Moreover, the contributors do not identify points at which criticism of Israel does not constitute antisemitism. Indeed, their characterizations of those who do not share their views are often over-thetop.
Having turned against nationalism, Melanie Phillips, a British journalist and columnist with The Jerusalem Post, writes: “Europe more or less gave up on liberal democracy and reason itself.” Barack Obama, she adds, has threatened that Israel will be friendless if it “doesn’t cave in to the Palestinian Authority’s demands” and seems “determined to empower the enemies of the West.”
Desperate to be “pardoned and loved by Muslims,” asserts Bat Ye’or, founder of the World Organization of Jews from Arab Countries, European leaders “went as far as seeking to ‘Islamize’ Europe and collaborating with radical and terrorist movements.”
Although he claims to have no objections to a “vigorous discussion” of Israeli policies, Alvin Rosenfeld, a professor of English and Jewish Studies at Indiana University at Bloomington, maintains that those who opine within the terms of “the ubiquitous rubric ‘criticism of Israel’” are “typically less interested in critically examining particular Israeli policies than in questioning the very idea of a Jewish state and its right to a future.”

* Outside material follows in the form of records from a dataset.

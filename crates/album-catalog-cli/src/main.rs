//! Album Catalog CLI - demo client for the album gRPC service
//!
//! Usage:
//!   album-catalog get "Blue Train"          Unary lookup
//!   album-catalog list "Miles Davis"        Server-streaming listing
//!   album-catalog total "Blue Train" Jeru   Client-streaming total
//!   album-catalog upload "Solar" "Miles Davis" 9.99
//!                                           Bidirectional upload
//!   album-catalog demo                      All four patterns in sequence

use std::time::Duration;

use anyhow::{Context, bail};
use clap::{Parser, Subcommand};
use tokio::sync::mpsc;
use tokio_stream::StreamExt;
use tokio_stream::wrappers::ReceiverStream;
use tonic::Request;
use tonic::transport::Channel;
use tracing_subscriber::{EnvFilter, fmt, layer::SubscriberExt, util::SubscriberInitExt};

use album_catalog_grpc::AlbumServiceClient;
use album_catalog_grpc::proto::{
    Album, GetAlbumRequest, GetTotalAmountRequest, ListAlbumsRequest, UploadAndNotifyRequest,
};

const DEMO_TITLES: &[&str] = &[
    "Blue Train",
    "Giant Steps",
    "Speak to Evil",
    "Weather Report",
    "A Portrait in Jazz",
    "Chet Baker Sings",
];

const DEMO_UPLOADS: &[(&str, &str, f32)] = &[
    ("New Album", "New Artist", 10.99),
    ("New Album 2", "New Artist 2", 20.99),
    ("Blue Train", "John Coltrane", 56.99),
    ("Jeru", "Gerry Mulligan", 17.99),
];

/// Album Catalog CLI - exercise each gRPC call pattern against a running server
#[derive(Parser, Debug)]
#[command(name = "album-catalog")]
struct Args {
    /// Server endpoint
    #[arg(long, default_value = "http://[::1]:50051")]
    addr: String,

    /// Deadline for each call, in seconds
    #[arg(long, default_value_t = 10)]
    timeout_secs: u64,

    /// Pause between streamed sends, in milliseconds
    #[arg(long, default_value_t = 1000)]
    pause_ms: u64,

    #[command(subcommand)]
    command: Command,
}

#[derive(Subcommand, Debug)]
enum Command {
    /// Look up one album by title
    Get {
        /// Album title
        title: String,
    },
    /// Stream every album by an artist
    List {
        /// Artist name
        artist: String,
    },
    /// Send titles and print the count and summed price
    Total {
        /// Album titles
        #[arg(required = true)]
        titles: Vec<String>,
    },
    /// Upload albums given as TITLE ARTIST PRICE triples
    Upload {
        /// Flattened TITLE ARTIST PRICE triples
        #[arg(required = true, num_args = 3..)]
        fields: Vec<String>,
    },
    /// Run every call pattern with sample data
    Demo,
}

struct Driver {
    client: AlbumServiceClient<Channel>,
    timeout: Duration,
    pause: Duration,
}

impl Driver {
    fn request<T>(&self, message: T) -> Request<T> {
        let mut request = Request::new(message);
        request.set_timeout(self.timeout);
        request
    }

    async fn get_album(&mut self, title: &str) -> anyhow::Result<()> {
        let request = self.request(GetAlbumRequest {
            title: title.to_string(),
        });
        let resp = self
            .client
            .get_album(request)
            .await
            .context("GetAlbum failed")?
            .into_inner();

        if resp.found {
            tracing::info!(album = ?resp.album, "response");
        } else {
            tracing::info!(title = %title, "album not found");
        }
        Ok(())
    }

    async fn list_albums(&mut self, artist: &str) -> anyhow::Result<()> {
        let request = self.request(ListAlbumsRequest {
            artist: artist.to_string(),
        });
        let mut stream = self
            .client
            .list_albums(request)
            .await
            .context("ListAlbums failed")?
            .into_inner();

        while let Some(resp) = stream.next().await {
            let resp = resp.context("ListAlbums stream failed")?;
            tracing::info!(album = ?resp.album, "response");
        }
        Ok(())
    }

    async fn get_total_amount(&mut self, titles: Vec<String>) -> anyhow::Result<()> {
        let outbound = tokio_stream::iter(titles)
            .map(|title| GetTotalAmountRequest { title })
            .throttle(self.pause);

        let request = self.request(outbound);
        let resp = self
            .client
            .get_total_amount(request)
            .await
            .context("GetTotalAmount failed")?
            .into_inner();

        tracing::info!(
            album_count = resp.album_count,
            total_amount = resp.total_amount,
            message = %resp.message,
            "response"
        );
        Ok(())
    }

    async fn upload_and_notify(&mut self, albums: Vec<Album>) -> anyhow::Result<()> {
        let (tx, rx) = mpsc::channel::<UploadAndNotifyRequest>(8);
        let request = self.request(ReceiverStream::new(rx));
        let mut stream = self
            .client
            .upload_and_notify(request)
            .await
            .context("UploadAndNotify failed")?
            .into_inner();

        // Receive on its own task so sends never wait on responses.
        let receiver = tokio::spawn(async move {
            while let Some(resp) = stream.next().await {
                let resp = resp.context("UploadAndNotify stream failed")?;
                tracing::info!(message = %resp.message, "response");
            }
            anyhow::Ok(())
        });

        for album in albums {
            let title = album.title.clone();
            tx.send(UploadAndNotifyRequest { album: Some(album) })
                .await
                .with_context(|| format!("failed to send {}", title))?;
            tokio::time::sleep(self.pause).await;
        }
        drop(tx);

        receiver.await.context("receive task panicked")?
    }

    async fn demo(&mut self) -> anyhow::Result<()> {
        self.get_album("Blue Train").await?;
        self.get_album("Not Exist Title").await?;
        self.list_albums("Miles Davis").await?;
        self.get_total_amount(DEMO_TITLES.iter().map(|t| t.to_string()).collect())
            .await?;
        let albums = DEMO_UPLOADS
            .iter()
            .map(|(title, artist, price)| Album {
                title: title.to_string(),
                artist: artist.to_string(),
                price: *price,
            })
            .collect();
        self.upload_and_notify(albums).await
    }
}

fn parse_uploads(fields: &[String]) -> anyhow::Result<Vec<Album>> {
    if fields.len() % 3 != 0 {
        bail!("expected TITLE ARTIST PRICE triples, got {} values", fields.len());
    }
    fields
        .chunks(3)
        .map(|chunk| {
            let price: f32 = chunk[2]
                .parse()
                .with_context(|| format!("invalid price {:?}", chunk[2]))?;
            if price < 0.0 {
                bail!("price must not be negative: {}", price);
            }
            Ok(Album {
                title: chunk[0].clone(),
                artist: chunk[1].clone(),
                price,
            })
        })
        .collect()
}

#[tokio::main]
async fn main() -> anyhow::Result<()> {
    tracing_subscriber::registry()
        .with(fmt::layer())
        .with(EnvFilter::from_default_env().add_directive(tracing::Level::INFO.into()))
        .init();

    let args = Args::parse();

    let client = AlbumServiceClient::connect(args.addr.clone())
        .await
        .with_context(|| format!("failed to connect to {}", args.addr))?;
    let mut driver = Driver {
        client,
        timeout: Duration::from_secs(args.timeout_secs),
        pause: Duration::from_millis(args.pause_ms),
    };

    match args.command {
        Command::Get { title } => driver.get_album(&title).await,
        Command::List { artist } => driver.list_albums(&artist).await,
        Command::Total { titles } => driver.get_total_amount(titles).await,
        Command::Upload { fields } => {
            let albums = parse_uploads(&fields)?;
            driver.upload_and_notify(albums).await
        }
        Command::Demo => driver.demo().await,
    }
}

#[cfg(test)]
#[allow(clippy::unwrap_used)]
mod tests {
    use super::*;

    fn strings(values: &[&str]) -> Vec<String> {
        values.iter().map(|s| s.to_string()).collect()
    }

    #[test]
    fn test_parse_uploads() {
        let albums = parse_uploads(&strings(&["Solar", "Miles Davis", "9.99"])).unwrap();
        assert_eq!(albums.len(), 1);
        assert_eq!(albums[0].title, "Solar");
        assert_eq!(albums[0].price, 9.99);
    }

    #[test]
    fn test_parse_uploads_rejects_partial_triple() {
        assert!(parse_uploads(&strings(&["Solar", "Miles Davis", "9.99", "Jeru"])).is_err());
    }

    #[test]
    fn test_parse_uploads_rejects_bad_price() {
        assert!(parse_uploads(&strings(&["Solar", "Miles Davis", "cheap"])).is_err());
        assert!(parse_uploads(&strings(&["Solar", "Miles Davis", "-1"])).is_err());
    }

    #[test]
    fn test_args_parse_subcommands() {
        let args = Args::try_parse_from(["album-catalog", "total", "Blue Train", "Jeru"]).unwrap();
        match args.command {
            Command::Total { titles } => assert_eq!(titles, vec!["Blue Train", "Jeru"]),
            other => panic!("unexpected command {:?}", other),
        }
        assert_eq!(args.timeout_secs, 10);
    }
}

The “dialectical scam” at the core of their reasoning, Rosenfeld adds, exposes their “criticism” for what it is: “political bias, compounded by a touch of hysteria, masquerading as victimization.”
Agreeing with his fellow contributors that European leaders “preferred radical Islam to the aims of George W. Bush,” Guy Millière, a professor at the University of Paris, insists that Israel “could not have done more to be tolerated and accepted by the Muslim world, apart from ceasing to exist altogether”; the Jewish state “has no responsibility for the choices that led to the pro-Arab policies of Europe” or the US, and no responsibility for “the demonization of Israel.”

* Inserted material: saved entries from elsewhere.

//! Album Catalog gRPC Server
//!
//! Exposes the album catalog through the four gRPC interaction patterns:
//!
//! | Method            | Request           | Response            |
//! |-------------------|-------------------|---------------------|
//! | `GetAlbum`        | title             | album (+ found)     |
//! | `ListAlbums`      | artist            | stream of albums    |
//! | `GetTotalAmount`  | stream of titles  | count, total, message |
//! | `UploadAndNotify` | stream of albums  | stream of messages  |
//!
//! # Architecture
//!
//! ```text
//! tonic ──> AlbumGrpcService ──> CallInterceptor ──> AlbumEngine ──> CatalogStore ──> Repository
//!              (adapter)          (observation)       (handlers)     (shared state)    (JSON file)
//! ```
//!
//! The [`AlbumEngine`] never sees transport types beyond decoded messages,
//! inbound streams and [`Outbound`] senders. The [`CallInterceptor`] wraps
//! every call, unary or streaming, with the same before/after hooks and
//! reports each streamed message in either direction.

pub mod proto {
    #![allow(missing_docs)]
    #![allow(clippy::doc_markdown)]
    tonic::include_proto!("album.v1");
}

mod engine;
mod interceptor;
mod server;

pub use engine::{AlbumEngine, DEFAULT_STREAM_DELAY, TOTAL_AMOUNT_MESSAGE, catalog_status};
pub use interceptor::{Call, CallInterceptor, CallObserver, Inbound, LoggingObserver, Outbound};
pub use server::{AlbumGrpcService, AlbumServer, ServerConfig, methods};

// Re-export proto types for convenience
pub use proto::{
    Album, album_service_client::AlbumServiceClient,
    album_service_server::AlbumServiceServer as AlbumGrpcServer,
};
//! Album Catalog
//!
//! The authoritative record collection behind the album RPC service.
//!
//! A [`CatalogStore`] owns the in-memory sequence of [`Record`]s and writes
//! every mutation through to a [`Repository`]. The store is shared by all
//! in-flight calls, so it serializes the duplicate check, append and persist
//! sequence behind a single writer lock while lookups proceed concurrently.
//!
//! ```rust,ignore
//! use std::sync::Arc;
//! use album_catalog::{AppendOutcome, CatalogStore, JsonFileRepository, Record};
//!
//! let repository = Arc::new(JsonFileRepository::new("db/album.json"));
//! let store = CatalogStore::open(repository).await?;
//!
//! let outcome = store
//!     .append_if_absent(Record::new("Jeru", "Gerry Mulligan", 17.99))
//!     .await?;
//! assert_eq!(outcome, AppendOutcome::AlreadyExists);
//! ```

mod record;
mod repository;
mod store;

pub use record::Record;
pub use repository::{InMemoryRepository, JsonFileRepository, Repository, RepositoryError};
pub use store::{AppendOutcome, CatalogError, CatalogStore};
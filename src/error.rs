// Error types module

use thiserror::Error;

/// Centralized error type for token validation
///
/// The variants split along the lines the verification loop cares about:
/// `SignatureMismatch` is the only recoverable failure (the loop moves on to
/// the next candidate key), everything else disqualifies the token or the
/// call as a whole.
#[derive(Debug, Clone, Error)]
pub enum ValidationError {
    /// Network/HTTP failure while fetching discovery or key set documents
    #[error("Transport error: {0}")]
    Transport(String),

    /// Token is not well-formed enough to extract claims from
    #[error("Token decode error: {0}")]
    Decode(String),

    /// A candidate certificate could not be turned into a verification key
    #[error("Unusable key material: {0}")]
    KeyMaterial(String),

    /// Token signature does not match the candidate key
    #[error("Token signature does not match the candidate key")]
    SignatureMismatch,

    /// Token rejected on grounds other than the signing key (expired,
    /// issuer mismatch, algorithm mismatch, malformed claims, ...)
    #[error("Token rejected: {0}")]
    TokenInvalid(String),

    /// No signing keys were available to try
    #[error("No signing keys available")]
    EmptyKeySet,
}

impl ValidationError {
    /// Whether the verification loop may continue with the next candidate key
    pub fn is_signature_mismatch(&self) -> bool {
        matches!(self, ValidationError::SignatureMismatch)
    }

    /// The error reported when a token carries no `tid` claim
    pub(crate) fn missing_tenant() -> Self {
        ValidationError::Decode(
            "token carries no tid claim; expected issuer cannot be derived".to_string(),
        )
    }
}

/// Classify a verification failure at the `jsonwebtoken` boundary.
///
/// `ErrorKind::InvalidSignature` is the wrong-key case and maps to the
/// recoverable `SignatureMismatch`. Every other kind, including kinds added
/// to the non-exhaustive enum in future versions, maps to the disqualifying
/// `TokenInvalid`.
impl From<jsonwebtoken::errors::Error> for ValidationError {
    fn from(err: jsonwebtoken::errors::Error) -> Self {
        match err.kind() {
            jsonwebtoken::errors::ErrorKind::InvalidSignature => {
                ValidationError::SignatureMismatch
            }
            _ => ValidationError::TokenInvalid(err.to_string()),
        }
    }
}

Anti-Judaism, Antisemitism, and Delegitimizing Israel will, no doubt, be greeted with enthusiasm by many Jews and supporters of Israel. Many others, however, including those who, like me, lament that unfair double standards are often applied to Israel, are likely to be disappointed by polemical essays that don’t help them unpack the difficult-to-unpack complexities of the relationship between antisemitic and anti-Israeli rhetoric and violence.
The writer is the Thomas and Dorothy Litwin professor of American Studies at Cornell University.